Exiting the pits in the closing stages of the race, Zanardi made a mistake and spun on to the track. Canadian Alex Tagliani hit Zanardi's car broadside, at close to 200mph, tearing off its nose.
The crash was like a bomb going off, and in the aftermath Zanardi's noseless car lay across the track, a river of blood flowing from it.

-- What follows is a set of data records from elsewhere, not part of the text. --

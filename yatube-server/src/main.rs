use std::sync::Arc;

use anyhow::{Context, Result};

mod application;
mod data;
mod domain;
mod infrastructure;
mod presentation;
mod server;

use application::auth_service::AuthService;
use application::group_service::GroupService;
use application::pagination::Paginator;
use application::post_service::PostService;
use data::repositories::postgres::group_repository::PostgresGroupRepository;
use data::repositories::postgres::post_repository::PostgresPostRepository;
use data::repositories::postgres::user_repository::PostgresUserRepository;
use infrastructure::database::{create_pool, run_migrations};
use infrastructure::jwt::JwtService;
use infrastructure::logging::init_logging;
use infrastructure::media::FsMediaStore;
use infrastructure::settings::Settings;
use presentation::AppState;

#[tokio::main]
async fn main() -> Result<()> {
    dotenvy::dotenv().ok();
    let settings = Settings::from_env()?;

    init_logging(&settings.log_level)?;

    let pool = create_pool(&settings.database_url, settings.database_max_connections).await?;
    run_migrations(&pool).await?;

    let users = Arc::new(PostgresUserRepository::new(pool.clone()));
    let groups = Arc::new(PostgresGroupRepository::new(pool.clone()));
    let posts = Arc::new(PostgresPostRepository::new(pool));
    let media = Arc::new(
        FsMediaStore::new(settings.media_root.clone()).with_context(|| {
            format!("failed to prepare MEDIA_ROOT {}", settings.media_root.display())
        })?,
    );

    let jwt = Arc::new(JwtService::new(&settings.jwt_secret, settings.jwt_ttl_seconds));
    let auth_service = Arc::new(AuthService::new(users.clone(), Arc::clone(&jwt)));
    let group_service = Arc::new(GroupService::new(groups.clone()));
    let post_service = Arc::new(PostService::new(posts, groups, users, media));

    let state = AppState::new(
        auth_service,
        post_service,
        group_service,
        jwt,
        Paginator::new(settings.posts_per_page),
        &settings.media_url,
    );

    server::run_http(&settings, state).await
}
//! Типизированные модели представления для askama-шаблонов.
//!
//! Каждому маршруту соответствует своя структура шаблона, без словарей контекста.

use askama::Template;

use crate::application::pagination::Page;
use crate::domain::group::Group;
use crate::domain::post::Post;
use crate::presentation::http::forms::PostFormView;

const DATE_FORMAT: &str = "%d.%m.%Y %H:%M";

#[derive(Debug, Clone, PartialEq, Eq)]
pub(crate) struct GroupLink {
    pub(crate) title: String,
    pub(crate) slug: String,
}

#[derive(Debug, Clone)]
pub(crate) struct PostCard {
    pub(crate) id: i64,
    pub(crate) text: String,
    pub(crate) author_username: String,
    pub(crate) pub_date: String,
    pub(crate) group: Option<GroupLink>,
    pub(crate) image_url: Option<String>,
}

impl PostCard {
    pub(crate) fn new(post: Post, media_url: &str) -> Self {
        Self {
            id: post.id,
            text: post.text,
            author_username: post.author.username,
            pub_date: post.pub_date.format(DATE_FORMAT).to_string(),
            group: post.group.map(|group| GroupLink {
                title: group.title,
                slug: group.slug,
            }),
            image_url: post.image.map(|image| media_path(media_url, &image)),
        }
    }
}

pub(crate) fn media_path(media_url: &str, image: &str) -> String {
    format!("{media_url}{image}")
}

#[derive(Debug, Clone, PartialEq, Eq)]
pub(crate) struct PageLink {
    pub(crate) number: u32,
    pub(crate) current: bool,
}

#[derive(Debug, Clone)]
pub(crate) struct PaginationView {
    pub(crate) number: u32,
    pub(crate) num_pages: u32,
    pub(crate) previous: Option<u32>,
    pub(crate) next: Option<u32>,
    pub(crate) links: Vec<PageLink>,
    pub(crate) is_paginated: bool,
}

impl<T> From<&Page<T>> for PaginationView {
    fn from(page: &Page<T>) -> Self {
        Self {
            number: page.number,
            num_pages: page.num_pages,
            previous: page.previous_page_number(),
            next: page.next_page_number(),
            links: page
                .page_range()
                .map(|number| PageLink {
                    number,
                    current: number == page.number,
                })
                .collect(),
            is_paginated: page.num_pages > 1,
        }
    }
}

/// Страница ленты: карточки постов и навигация по страницам.
#[derive(Debug, Clone)]
pub(crate) struct PostListPage {
    pub(crate) posts: Vec<PostCard>,
    pub(crate) pagination: PaginationView,
}

impl PostListPage {
    pub(crate) fn new(page: Page<Post>, media_url: &str) -> Self {
        let pagination = PaginationView::from(&page);
        Self {
            posts: page
                .items
                .into_iter()
                .map(|post| PostCard::new(post, media_url))
                .collect(),
            pagination,
        }
    }
}

#[derive(Debug, Clone)]
pub(crate) struct GroupHeader {
    pub(crate) title: String,
    pub(crate) slug: String,
    pub(crate) description: String,
}

impl From<Group> for GroupHeader {
    fn from(group: Group) -> Self {
        Self {
            title: group.title,
            slug: group.slug,
            description: group.description,
        }
    }
}

#[derive(Debug, Template)]
#[template(path = "posts/index.html")]
pub(crate) struct IndexTemplate {
    pub(crate) page: PostListPage,
}

#[derive(Debug, Template)]
#[template(path = "posts/group_list.html")]
pub(crate) struct GroupListTemplate {
    pub(crate) group: GroupHeader,
    pub(crate) page: PostListPage,
}

#[derive(Debug, Template)]
#[template(path = "posts/profile.html")]
pub(crate) struct ProfileTemplate {
    pub(crate) author: String,
    pub(crate) posts_count: i64,
    pub(crate) page: PostListPage,
}

#[derive(Debug, Template)]
#[template(path = "posts/post_detail.html")]
pub(crate) struct PostDetailTemplate {
    pub(crate) post: PostCard,
    pub(crate) author_posts_count: i64,
    pub(crate) can_edit: bool,
}

/// Форма создания и редактирования. `read_only` выставляется, когда страницу
/// редактирования открыл не автор: форма показывается, но без кнопки отправки.
#[derive(Debug, Template)]
#[template(path = "posts/create_post.html")]
pub(crate) struct PostFormTemplate {
    pub(crate) form: PostFormView,
    pub(crate) is_edit: bool,
    pub(crate) read_only: bool,
    pub(crate) action: String,
}

#[derive(Debug, Template)]
#[template(path = "core/404.html")]
pub(crate) struct NotFoundTemplate {
    pub(crate) message: String,
}

#[derive(Debug, Template)]
#[template(path = "core/403.html")]
pub(crate) struct ForbiddenTemplate {
    pub(crate) message: String,
}

#[derive(Debug, Template)]
#[template(path = "core/error.html")]
pub(crate) struct ErrorTemplate {
    pub(crate) status: u16,
    pub(crate) message: String,
}
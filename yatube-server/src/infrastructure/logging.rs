use anyhow::{Result, anyhow};
use tracing_subscriber::{EnvFilter, fmt};

/// `RUST_LOG` в приоритете; иначе `default_level` и приглушённые логи запросов sqlx.
pub fn init_logging(default_level: &str) -> Result<()> {
    let filter = EnvFilter::try_from_default_env()
        .or_else(|_| EnvFilter::try_new(default_directives(default_level)))
        .unwrap_or_else(|_| EnvFilter::new("info"));

    fmt()
        .with_env_filter(filter)
        .with_target(true)
        .compact()
        .try_init()
        .map_err(|e| anyhow!("failed to init logging: {e}"))?;

    Ok(())
}

fn default_directives(level: &str) -> String {
    format!("{level},sqlx::query=warn")
}
use axum::{Router, routing::post};

use crate::presentation::AppState;
use crate::presentation::http::handlers::auth::{login, register};

pub(crate) fn router() -> Router<AppState> {
    Router::new()
        .route("/register", post(register))
        .route("/login", post(login))
}
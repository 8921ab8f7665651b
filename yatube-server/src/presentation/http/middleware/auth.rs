use std::convert::Infallible;

use axum::{
    extract::{FromRequestParts, Request, State},
    http::{HeaderMap, header, request::Parts},
    middleware::Next,
    response::Response,
};
use axum_extra::extract::CookieJar;

use crate::domain::user::Identity;
use crate::presentation::AppState;
use crate::presentation::http::app_error::AppError;

pub(crate) const ACCESS_TOKEN_COOKIE: &str = "access_token";

/// Вызывающий обязан быть аутентифицирован, иначе 401.
#[derive(Debug, Clone)]
pub(crate) struct AuthenticatedUser(pub(crate) Identity);

impl<S> FromRequestParts<S> for AuthenticatedUser
where
    S: Send + Sync,
{
    type Rejection = AppError;

    async fn from_request_parts(parts: &mut Parts, _state: &S) -> Result<Self, Self::Rejection> {
        parts
            .extensions
            .get::<Identity>()
            .cloned()
            .map(AuthenticatedUser)
            .ok_or(AppError::Unauthorized)
    }
}

/// Вызывающий, если он есть. Анонимный запрос не отклоняется.
#[derive(Debug, Clone)]
pub(crate) struct CurrentUser(pub(crate) Option<Identity>);

impl<S> FromRequestParts<S> for CurrentUser
where
    S: Send + Sync,
{
    type Rejection = Infallible;

    async fn from_request_parts(parts: &mut Parts, _state: &S) -> Result<Self, Self::Rejection> {
        Ok(CurrentUser(parts.extensions.get::<Identity>().cloned()))
    }
}

/// Определяет вызывающего по bearer-токену или cookie `access_token`.
/// Невалидный токен означает анонимный запрос: решение об отказе принимают экстракторы.
pub(crate) async fn identify_caller(
    State(state): State<AppState>,
    jar: CookieJar,
    mut request: Request,
    next: Next,
) -> Response {
    let token = bearer_token(request.headers())
        .or_else(|| jar.get(ACCESS_TOKEN_COOKIE).map(|cookie| cookie.value().to_string()));

    if let Some(token) = token {
        match state.jwt.identify(&token) {
            Ok(identity) => {
                request.extensions_mut().insert(identity);
            }
            Err(err) => {
                tracing::debug!(error = %err, "ignoring invalid access token");
            }
        }
    }

    next.run(request).await
}

fn bearer_token(headers: &HeaderMap) -> Option<String> {
    let auth_header = headers.get(header::AUTHORIZATION)?.to_str().ok()?;

    let mut parts = auth_header.split_whitespace();
    let scheme = parts.next()?;
    let token = parts.next()?;
    if parts.next().is_some() || !scheme.eq_ignore_ascii_case("bearer") {
        return None;
    }
    Some(token.to_string())
}
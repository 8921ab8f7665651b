use axum::{Router, routing::get};

use crate::presentation::AppState;
use crate::presentation::http::handlers::pages::{
    create_form, create_submit, edit_form, edit_submit, group_posts, index, post_detail, profile,
};

pub(crate) fn router() -> Router<AppState> {
    Router::new()
        .route("/", get(index))
        .route("/group/{slug}/", get(group_posts))
        .route("/profile/{username}/", get(profile))
        .route("/posts/{post_id}/", get(post_detail))
        .route("/create/", get(create_form).post(create_submit))
        .route("/posts/{post_id}/edit/", get(edit_form).post(edit_submit))
}
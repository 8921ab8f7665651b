pub(crate) mod group_repository;
pub(crate) mod post_repository;
pub(crate) mod user_repository;
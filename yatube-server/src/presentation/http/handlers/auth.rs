use axum::{Json, extract::State, http::StatusCode};
use axum_extra::extract::CookieJar;
use axum_extra::extract::cookie::{Cookie, SameSite};
use chrono::{DateTime, Utc};
use serde::{Deserialize, Serialize};
use utoipa::ToSchema;
use validator::Validate;

use crate::domain::user::{LoginRequest, RegisterRequest, User};
use crate::presentation::AppState;
use crate::presentation::http::app_error::AppResult;
use crate::presentation::http::middleware::auth::ACCESS_TOKEN_COOKIE;

#[derive(Debug, Deserialize, Validate, ToSchema)]
pub(crate) struct RegisterDto {
    #[validate(length(min = 3, max = 150))]
    pub(crate) username: String,
    #[validate(length(min = 8, max = 128))]
    pub(crate) password: String,
}

#[derive(Debug, Deserialize, Validate, ToSchema)]
pub(crate) struct LoginDto {
    #[validate(length(min = 1, max = 150))]
    pub(crate) username: String,
    #[validate(length(min = 1))]
    pub(crate) password: String,
}

#[derive(Debug, Serialize, ToSchema)]
pub(crate) struct AuthResponseDto {
    pub(crate) access_token: String,
    /// Время жизни токена в секундах.
    pub(crate) expires_in: i64,
    pub(crate) user: UserDto,
}

#[derive(Debug, Serialize, ToSchema)]
pub(crate) struct UserDto {
    pub(crate) id: i64,
    pub(crate) username: String,
    pub(crate) created_at: DateTime<Utc>,
}

impl From<User> for UserDto {
    fn from(user: User) -> Self {
        Self {
            id: user.id,
            username: user.username,
            created_at: user.created_at,
        }
    }
}

#[utoipa::path(
    post,
    path = "/api/auth/register",
    tag = "auth",
    request_body = RegisterDto,
    responses(
        (status = 201, description = "Registered successfully", body = AuthResponseDto),
        (status = 400, description = "Validation error"),
        (status = 409, description = "User already exists"),
        (status = 500, description = "Internal error")
    )
)]
pub(crate) async fn register(
    State(state): State<AppState>,
    Json(dto): Json<RegisterDto>,
) -> AppResult<(StatusCode, Json<AuthResponseDto>)> {
    dto.validate()?;

    let req = RegisterRequest {
        username: dto.username,
        password: dto.password,
    };

    let result = state.auth_service.register(req).await?;

    Ok((
        StatusCode::CREATED,
        Json(AuthResponseDto {
            access_token: result.access_token,
            expires_in: state.auth_service.token_ttl_seconds(),
            user: result.user.into(),
        }),
    ))
}

/// Помимо JSON-ответа кладёт токен в cookie, чтобы HTML-страницы видели пользователя.
#[utoipa::path(
    post,
    path = "/api/auth/login",
    tag = "auth",
    request_body = LoginDto,
    responses(
        (status = 200, description = "Login successful, access_token cookie set", body = AuthResponseDto),
        (status = 400, description = "Validation error"),
        (status = 401, description = "Invalid credentials"),
        (status = 500, description = "Internal error")
    )
)]
pub(crate) async fn login(
    State(state): State<AppState>,
    jar: CookieJar,
    Json(dto): Json<LoginDto>,
) -> AppResult<(CookieJar, Json<AuthResponseDto>)> {
    dto.validate()?;

    let req = LoginRequest {
        username: dto.username,
        password: dto.password,
    };

    let result = state.auth_service.login(req).await?;

    let cookie = Cookie::build((ACCESS_TOKEN_COOKIE, result.access_token.clone()))
        .path("/")
        .http_only(true)
        .same_site(SameSite::Lax);

    Ok((
        jar.add(cookie),
        Json(AuthResponseDto {
            access_token: result.access_token,
            expires_in: state.auth_service.token_ttl_seconds(),
            user: result.user.into(),
        }),
    ))
}
#[tokio::test]
async fn invalid_form_is_rendered_again_with_errors() {
    let app = TestApp::new();
    let author = app.store.seed_user("auth");
    let token = app.token(&author);

    let form = FormBody::default()
        .text("text", "   ")
        .text("group", "12345")
        .file("image", "fake.gif", b"definitely not an image");
    let response = app.post_form("/create/", Some(&token), form).await;

    assert_eq!(response.status, StatusCode::OK);
    assert!(response.renders("posts/create_post.html"));
    assert!(response.body.contains("Обязательное поле."));
    assert!(response.body.contains("Загрузите правильное изображение."));
    assert_eq!(app.store.post_count(), 0);
}

#[tokio::test]
async fn unknown_group_is_a_form_error() {
    let app = TestApp::new();
    let author = app.store.seed_user("auth");
    let token = app.token(&author);

    let form = FormBody::default()
        .text("text", "Текст")
        .text("group", "999");
    let response = app.post_form("/create/", Some(&token), form).await;

    assert_eq!(response.status, StatusCode::OK);
    assert!(response.body.contains("Выберите корректный вариант."));
    assert!(response.body.contains(">Текст</textarea>"));
    assert_eq!(app.store.post_count(), 0);
}

#[tokio::test]
async fn author_edit_redirects_to_post_detail() {
    let app = TestApp::new();
    let author = app.store.seed_user("auth");
    let post = app.store.seed_post(&author, "Старый текст", None, Utc::now());
    let token = app.token(&author);

    let response = app
        .post_form(
            &format!("/posts/{}/edit/", post.id),
            Some(&token),
            FormBody::default().text("text", "Новый текст"),
        )
        .await;

    assert_eq!(response.status, StatusCode::FOUND);
    assert_eq!(response.location(), Some(format!("/posts/{}/", post.id).as_str()));

    let edited = app
        .state
        .post_service
        .get_post(post.id)
        .await
        .expect("post must exist");
    assert_eq!(edited.text, "Новый текст");
    assert_eq!(edited.author.id, author.id);
    assert_eq!(app.store.post_count(), 1);
}

#[tokio::test]
async fn non_author_edit_is_forbidden() {
    let app = TestApp::new();
    let author = app.store.seed_user("auth");
    let stranger = app.store.seed_user("stranger");
    let post = app.store.seed_post(&author, "Исходный текст", None, Utc::now());
    let token = app.token(&stranger);
    let uri = format!("/posts/{}/edit/", post.id);

    for form in [
        FormBody::default().text("text", "Чужая правка"),
        FormBody::default().text("text", ""),
    ] {
        let response = app.post_form(&uri, Some(&token), form).await;
        assert_eq!(response.status, StatusCode::FORBIDDEN);
        assert!(response.renders("core/403.html"));
    }

    let unchanged = app
        .state
        .post_service
        .get_post(post.id)
        .await
        .expect("post must exist");
    assert_eq!(unchanged.text, "Исходный текст");
}

#[tokio::test]
async fn non_author_sees_read_only_edit_form() {
    let app = TestApp::new();
    let author = app.store.seed_user("auth");
    let stranger = app.store.seed_user("stranger");
    let post = app.store.seed_post(&author, "Исходный текст", None, Utc::now());

    let response = app
        .get(
            &format!("/posts/{}/edit/", post.id),
            Some(&app.token(&stranger)),
        )
        .await;

    assert_eq!(response.status, StatusCode::OK);
    assert!(response.body.contains("Редактировать запись может только её автор."));
    assert!(!response.body.contains("<button type=\"submit\">"));
}

#[tokio::test]
async fn edit_link_is_shown_to_author_only() {
    let app = TestApp::new();
    let author = app.store.seed_user("auth");
    let stranger = app.store.seed_user("stranger");
    let post = app.store.seed_post(&author, "Тестовый пост", None, Utc::now());
    let uri = format!("/posts/{}/", post.id);
    let edit_link = format!("/posts/{}/edit/", post.id);

    let as_author = app.get(&uri, Some(&app.token(&author))).await;
    assert!(as_author.body.contains(&edit_link));
    assert!(as_author.body.contains("<span class=\"author-posts-count\">1</span>"));

    let as_stranger = app.get(&uri, Some(&app.token(&stranger))).await;
    assert!(!as_stranger.body.contains(&edit_link));

    let anonymous = app.get(&uri, None).await;
    assert!(!anonymous.body.contains(&edit_link));
}

#[tokio::test]
async fn list_pages_split_thirteen_posts_into_ten_three_and_empty() {
    let app = TestApp::new();
    let author = app.store.seed_user("auth");
    let group = app.store.seed_group("Тестовая группа", "test-slug", "");
    let start = Utc::now() - Duration::days(1);
    for i in 0..13 {
        app.store.seed_post(
            &author,
            &format!("Пост {i}"),
            Some(&group),
            start + Duration::minutes(i),
        );
    }

    for base in ["/", "/group/test-slug/", "/profile/auth/"] {
        let first = app.get(base, None).await;
        assert_eq!(first.post_cards(), 10, "{base}");
        assert!(first.body.contains("Пост 12"), "{base} must start with newest");

        let second = app.get(&format!("{base}?page=2"), None).await;
        assert_eq!(second.post_cards(), 3, "{base}?page=2");

        let third = app.get(&format!("{base}?page=3"), None).await;
        assert_eq!(third.status, StatusCode::OK);
        assert_eq!(third.post_cards(), 0, "{base}?page=3");
    }
}

#[tokio::test]
async fn healthz_reports_ok() {
    let app = TestApp::new();

    let response = app.get("/healthz", None).await;

    assert_eq!(response.status, StatusCode::OK);
    assert_eq!(response.json(), json!({ "status": "ok" }));
}

#[tokio::test]
async fn openapi_document_is_served() {
    let app = TestApp::new();

    let response = app.get("/api-docs/openapi.json", None).await;

    assert_eq!(response.status, StatusCode::OK);
    assert!(response.json()["paths"]["/api/posts"].is_object());
}

#[tokio::test]
async fn login_sets_access_token_cookie() {
    let app = TestApp::new();

    let registered = app
        .post_json(
            "/api/auth/register",
            None,
            json!({ "username": "leo", "password": "very-secure-password" }),
        )
        .await;
    assert_eq!(registered.status, StatusCode::CREATED);
    assert_eq!(registered.json()["user"]["username"], "leo");

    let logged_in = app
        .post_json(
            "/api/auth/login",
            None,
            json!({ "username": "leo", "password": "very-secure-password" }),
        )
        .await;
    assert_eq!(logged_in.status, StatusCode::OK);
    let cookie = logged_in
        .headers
        .get(header::SET_COOKIE)
        .and_then(|value| value.to_str().ok())
        .expect("login must set a cookie");
    assert!(cookie.starts_with("access_token="));
    assert!(cookie.contains("HttpOnly"));

    let token = logged_in.json()["access_token"]
        .as_str()
        .expect("token in body")
        .to_string();
    let identity = app.state.jwt.identify(&token).expect("token must verify");
    assert_eq!(identity.username, "leo");

    let wrong = app
        .post_json(
            "/api/auth/login",
            None,
            json!({ "username": "leo", "password": "wrong-password" }),
        )
        .await;
    assert_eq!(wrong.status, StatusCode::UNAUTHORIZED);
}

#[tokio::test]
async fn api_lists_posts_with_pagination() {
    let app = TestApp::new();
    let author = app.store.seed_user("auth");
    let start = Utc::now() - Duration::days(1);
    for i in 0..13 {
        app.store
            .seed_post(&author, &format!("Пост {i}"), None, start + Duration::minutes(i));
    }

    let first = app.get("/api/posts", None).await.json();
    assert_eq!(first["posts"].as_array().map(Vec::len), Some(10));
    assert_eq!(first["posts"][0]["text"], "Пост 12");
    assert_eq!(first["num_pages"], 2);
    assert_eq!(first["has_next"], true);

    let second = app.get("/api/posts?page=2", None).await.json();
    assert_eq!(second["posts"].as_array().map(Vec::len), Some(3));

    let missing = app.get("/api/posts/999", None).await;
    assert_eq!(missing.status, StatusCode::NOT_FOUND);
}

#[tokio::test]
async fn api_group_creation_requires_identity() {
    let app = TestApp::new();
    let user = app.store.seed_user("auth");
    let body = json!({ "title": "Cats and dogs", "description": "pets" });

    let anonymous = app.post_json("/api/groups", None, body.clone()).await;
    assert_eq!(anonymous.status, StatusCode::UNAUTHORIZED);

    let token = app.token(&user);
    let created = app.post_json("/api/groups", Some(&token), body.clone()).await;
    assert_eq!(created.status, StatusCode::CREATED);
    assert_eq!(created.json()["slug"], "cats-and-dogs");

    let duplicate = app.post_json("/api/groups", Some(&token), body).await;
    assert_eq!(duplicate.status, StatusCode::CONFLICT);

    let listed = app.get("/api/groups", None).await.json();
    assert_eq!(listed.as_array().map(Vec::len), Some(1));
}
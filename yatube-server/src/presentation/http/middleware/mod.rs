pub(crate) mod auth;
pub(crate) mod cors;
pub(crate) mod limits;
pub(crate) mod trace;
use async_trait::async_trait;
use sqlx::{FromRow, PgPool};

use crate::data::group_repository::{GroupRepository, NewGroup};
use crate::domain::error::DomainError;
use crate::domain::group::Group;

#[derive(Debug, Clone)]
pub(crate) struct PostgresGroupRepository {
    pool: PgPool,
}

impl PostgresGroupRepository {
    pub(crate) fn new(pool: PgPool) -> Self {
        Self { pool }
    }
}

#[derive(Debug, FromRow)]
struct GroupRow {
    id: i64,
    title: String,
    slug: String,
    description: String,
}

#[async_trait]
impl GroupRepository for PostgresGroupRepository {
    async fn insert(&self, input: NewGroup) -> Result<Group, DomainError> {
        let row = sqlx::query_as::<_, GroupRow>(
            r#"
            INSERT INTO groups (title, slug, description)
            VALUES ($1, $2, $3)
            RETURNING id, title, slug, description
            "#,
        )
        .bind(input.title)
        .bind(input.slug)
        .bind(input.description)
        .fetch_one(&self.pool)
        .await
        .map_err(map_group_db_error)?;

        map_row_to_group(row)
    }

    async fn find_by_id(&self, id: i64) -> Result<Option<Group>, DomainError> {
        let row = sqlx::query_as::<_, GroupRow>(
            r#"
            SELECT id, title, slug, description
            FROM groups
            WHERE id = $1
            "#,
        )
        .bind(id)
        .fetch_optional(&self.pool)
        .await
        .map_err(map_group_db_error)?;

        row.map(map_row_to_group).transpose()
    }

    async fn find_by_slug(&self, slug: &str) -> Result<Option<Group>, DomainError> {
        let row = sqlx::query_as::<_, GroupRow>(
            r#"
            SELECT id, title, slug, description
            FROM groups
            WHERE slug = $1
            "#,
        )
        .bind(slug)
        .fetch_optional(&self.pool)
        .await
        .map_err(map_group_db_error)?;

        row.map(map_row_to_group).transpose()
    }

    async fn list_all(&self) -> Result<Vec<Group>, DomainError> {
        let rows = sqlx::query_as::<_, GroupRow>(
            r#"
            SELECT id, title, slug, description
            FROM groups
            ORDER BY title, id
            "#,
        )
        .fetch_all(&self.pool)
        .await
        .map_err(map_group_db_error)?;

        rows.into_iter().map(map_row_to_group).collect()
    }
}

fn map_row_to_group(row: GroupRow) -> Result<Group, DomainError> {
    Group::new(row.id, row.title, row.slug, row.description)
        .map_err(|err| DomainError::Unexpected(err.to_string()))
}

fn map_group_db_error(err: sqlx::Error) -> DomainError {
    if let sqlx::Error::Database(db_err) = &err
        && db_err.code().as_deref() == Some("23505")
    {
        return DomainError::AlreadyExists("group slug".to_string());
    }
    DomainError::Unexpected(err.to_string())
}
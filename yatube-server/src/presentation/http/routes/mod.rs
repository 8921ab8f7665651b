use axum::Router;

use crate::presentation::AppState;

pub(crate) mod api;
pub(crate) mod auth;
pub(crate) mod pages;

pub(crate) fn router() -> Router<AppState> {
    Router::new()
        .merge(pages::router())
        .nest("/api/auth", auth::router())
        .nest("/api", api::router())
}
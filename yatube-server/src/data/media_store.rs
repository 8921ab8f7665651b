use async_trait::async_trait;

use crate::domain::error::DomainError;
use crate::domain::post::ImageUpload;

#[async_trait]
pub(crate) trait MediaStore: Send + Sync {
    /// Сохраняет картинку и возвращает путь относительно корня медиа.
    async fn store_image(&self, image: &ImageUpload) -> Result<String, DomainError>;

    /// Удаляет ранее сохранённый файл. Отсутствующий файл не считается ошибкой.
    async fn delete_image(&self, stored_path: &str) -> Result<(), DomainError>;
}
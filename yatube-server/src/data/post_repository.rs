use async_trait::async_trait;
use chrono::{DateTime, Utc};

use crate::domain::error::DomainError;
use crate::domain::post::Post;

#[derive(Debug, Clone)]
pub(crate) struct NewPost {
    pub(crate) author_id: i64,
    pub(crate) text: String,
    pub(crate) group_id: Option<i64>,
    pub(crate) image: Option<String>,
    /// `None`: дату проставляет хранилище.
    pub(crate) pub_date: Option<DateTime<Utc>>,
}

#[derive(Debug, Clone)]
pub(crate) struct PostPatch {
    pub(crate) text: String,
    pub(crate) group_id: Option<i64>,
    /// `None`: картинка остаётся прежней.
    pub(crate) image: Option<String>,
}

/// Все списки отдаются от новых к старым (`pub_date DESC, id DESC`).
#[async_trait]
pub(crate) trait PostRepository: Send + Sync {
    async fn insert(&self, input: NewPost) -> Result<Post, DomainError>;
    async fn find_by_id(&self, id: i64) -> Result<Option<Post>, DomainError>;
    async fn update(
        &self,
        post_id: i64,
        owner_id: i64,
        patch: PostPatch,
    ) -> Result<Option<Post>, DomainError>;
    async fn find_all(&self) -> Result<Vec<Post>, DomainError>;
    async fn find_by_group(&self, group_id: i64) -> Result<Vec<Post>, DomainError>;
    async fn find_by_author(&self, author_id: i64) -> Result<Vec<Post>, DomainError>;
    async fn count_by_author(&self, author_id: i64) -> Result<i64, DomainError>;
}
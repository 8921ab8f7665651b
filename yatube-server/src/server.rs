use std::time::Duration;

use axum::Router;
use tokio::net::TcpListener;
use tracing::info;
use utoipa::OpenApi;
use utoipa_swagger_ui::SwaggerUi;

use crate::infrastructure::settings::Settings;
use crate::presentation::AppState;
use crate::presentation::http;
use crate::presentation::http::middleware::cors::apply_cors;
use crate::presentation::http::middleware::limits::{HttpLimits, apply_limits};
use crate::presentation::http::middleware::trace::apply_trace;
use crate::presentation::http::openapi::ApiDoc;

pub(crate) async fn run_http(settings: &Settings, state: AppState) -> anyhow::Result<()> {
    let app = build_router(state);
    let app = apply_limits(
        app,
        HttpLimits {
            body_limit_bytes: settings.http_request_body_limit_bytes,
            concurrency_limit: settings.http_concurrency_limit,
            request_timeout: Duration::from_secs(settings.http_request_timeout_secs),
        },
    );
    let app = apply_trace(app);
    let app = apply_cors(app, &settings.cors_origins)?;

    let listener = TcpListener::bind(&settings.http_addr).await?;

    info!("HTTP server listening on {}", settings.http_addr);
    axum::serve(listener, app).await?;
    Ok(())
}

pub(crate) fn build_router(state: AppState) -> Router {
    http::routes(state)
        .merge(SwaggerUi::new("/swagger-ui").url("/api-docs/openapi.json", ApiDoc::openapi()))
}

His heart stopped seven times. He survived for nearly an hour with less than a litre of blood. He was saved by the expert intervention of the medical team, led by Dr Steve Olvey.
Talking about regaining consciousness in hospital in Berlin eight days after the accident, Zanardi said: "I surprised myself feeling, or sensing, the highest joy I have ever had in my life. The pain was incredible. I cannot describe it. But I was alive. Who cares about my legs? I am alive. It was the most natural thing for me to focus on what I had left."
It was the end of his career in single-seater racing, but he set upon an extensive rehabilitation programme and was fitted with prosthetic limbs.
In 2003, he was given a run in a Cart car fitted with hand controls back at the Lausitzring, symbolically completing the 13 laps remaining from the race he never finished two years before.
He lapped quickly enough to qualify for the race, and that encouraged him to believe he could make a comeback to motorsport. He did a deal with BMW to provide him with a car fitted with hand controls in the World Touring Car Championship, where he competed for five seasons from 2005-9, winning four races.
Although now into his 40s, Zanardi had already embarked on another challenge that would lead to his greatest achievements.
In 2007, he finished the New York City marathon fourth in the hand-cycle class after just four weeks of training. This became Zanardi's main focus and as the years passed by, his success grew.
In 2011, he won the New York Marathon. Then, at the 2012 London Olympics, he took gold medals in the road race and the road time trial, following up with another double in Rio De Janeiro four years later, this time twinning the road time trial with the road team relay.
In effect, he dominated the sport for seven years, adding a total of 12 world championship gold medals from 2013-19.